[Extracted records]
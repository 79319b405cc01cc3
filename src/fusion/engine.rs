//! Fusion engine: queues, worker thread and the tracking state machine.
//!
//! External collaborators push inertial samples and visual tracking results
//! into the engine's queues. A single background worker drains both, drives
//! the state machine, integrates inertial data through the preintegrator,
//! advances the canonical estimate and feeds the motion predictor. Any
//! thread may read the canonical estimate or ask for a forward-predicted
//! pose without blocking the worker.
//!
//! Locking is split into exactly three regions: the input queues, the
//! canonical-estimate bundle (which also carries the predictor, so
//! multi-field updates stay atomic) and the metrics accumulator.

use std::path::Path;
use std::sync::Arc;
use std::sync::atomic::{AtomicBool, Ordering};
use std::thread::{self, JoinHandle};
use std::time::{Duration, Instant};

use crossbeam_channel::{Receiver, RecvTimeoutError, Sender, bounded};
use nalgebra::Vector3;
use parking_lot::{Mutex, RwLock};
use tracing::{debug, info, warn};

use crate::error::FusionError;
use crate::geometry::SE3;
use crate::imu::{ImuBias, ImuCalibration, ImuSample, Preintegrator};
use crate::predict::{InteractionMode, MotionPredictor, PredictionConfig, TimedPose};

use super::config::FusionConfig;
use super::estimate::CanonicalEstimate;
use super::metrics::FusionMetrics;
use super::persistence;
use super::sources::{InertialSource, VisualTracking, VisualUpdate};
use super::state::FusionState;

/// Angular rate below which the device is still enough to refine the gyro
/// bias (rad/s).
const BIAS_REFINE_GYRO_THRESHOLD: f64 = 0.02;

/// EMA weight of a stationary gyro reading folded into the bias.
const BIAS_REFINE_ALPHA: f64 = 0.005;

/// Input queues, locked region 1.
#[derive(Default)]
struct InputQueues {
    inertial: Vec<ImuSample>,
    visual: Vec<VisualUpdate>,
}

/// Canonical estimate bundle, locked region 2. The predictor lives here so
/// pose updates and history appends happen under one lock.
struct EstimateRegion {
    canonical: CanonicalEstimate,
    bias: ImuBias,
    state: FusionState,
    init_progress: f32,
    lost_since: Option<Instant>,
    last_error: Option<String>,
    predictor: MotionPredictor,
}

struct Shared {
    config: FusionConfig,
    queues: Mutex<InputQueues>,
    estimate: RwLock<EstimateRegion>,
    metrics: Mutex<FusionMetrics>,
    running: AtomicBool,
    /// Worker drops its local buffers and re-reads the bias on the next
    /// tick (set by `reset` and `load_state`).
    resync_requested: AtomicBool,
    wake_tx: Sender<()>,
    visual_source: Option<Arc<dyn VisualTracking>>,
    inertial_source: Option<Arc<dyn InertialSource>>,
}

/// Visual-inertial fusion engine. Owns its motion predictor; the visual and
/// inertial subsystems are shared handles whose lifetime is managed by the
/// surrounding application.
pub struct FusionEngine {
    shared: Arc<Shared>,
    wake_rx: Receiver<()>,
    worker: Option<JoinHandle<()>>,
    calibration: Option<ImuCalibration>,
}
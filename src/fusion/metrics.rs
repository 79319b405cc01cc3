//! Per-instance performance counters.
//!
//! Owned by the engine and updated under its metrics lock; there is no
//! process-wide mutable state.

/// Counters accumulated by the worker thread.
#[derive(Debug, Default, Clone)]
pub struct FusionMetrics {
    /// Worker ticks executed.
    pub ticks: u64,
    /// Inertial samples integrated into the estimate.
    pub samples_integrated: u64,
    /// Samples rejected for non-increasing timestamps.
    pub samples_rejected: u64,
    /// Visual updates accepted (newer than the last accepted one).
    pub visual_accepted: u64,
    /// Visual updates dropped as stale.
    pub visual_rejected: u64,
    /// Relocalization attempts while lost.
    pub relocalization_attempts: u64,
    /// Duration of the most recent tick (ms).
    pub last_tick_ms: f64,
    /// Exponential moving average of tick duration (ms).
    pub avg_tick_ms: f64,
}

impl FusionMetrics {
    pub fn record_tick(&mut self, elapsed_ms: f64) {
        self.ticks += 1;
        self.last_tick_ms = elapsed_ms;
        if self.ticks == 1 {
            self.avg_tick_ms = elapsed_ms;
        } else {
            self.avg_tick_ms = 0.1 * elapsed_ms + 0.9 * self.avg_tick_ms;
        }
    }
}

What you need to do: Find every line in the data above that holds the string "Sender". Give the number of such lines and nothing else.

Exercise response: 2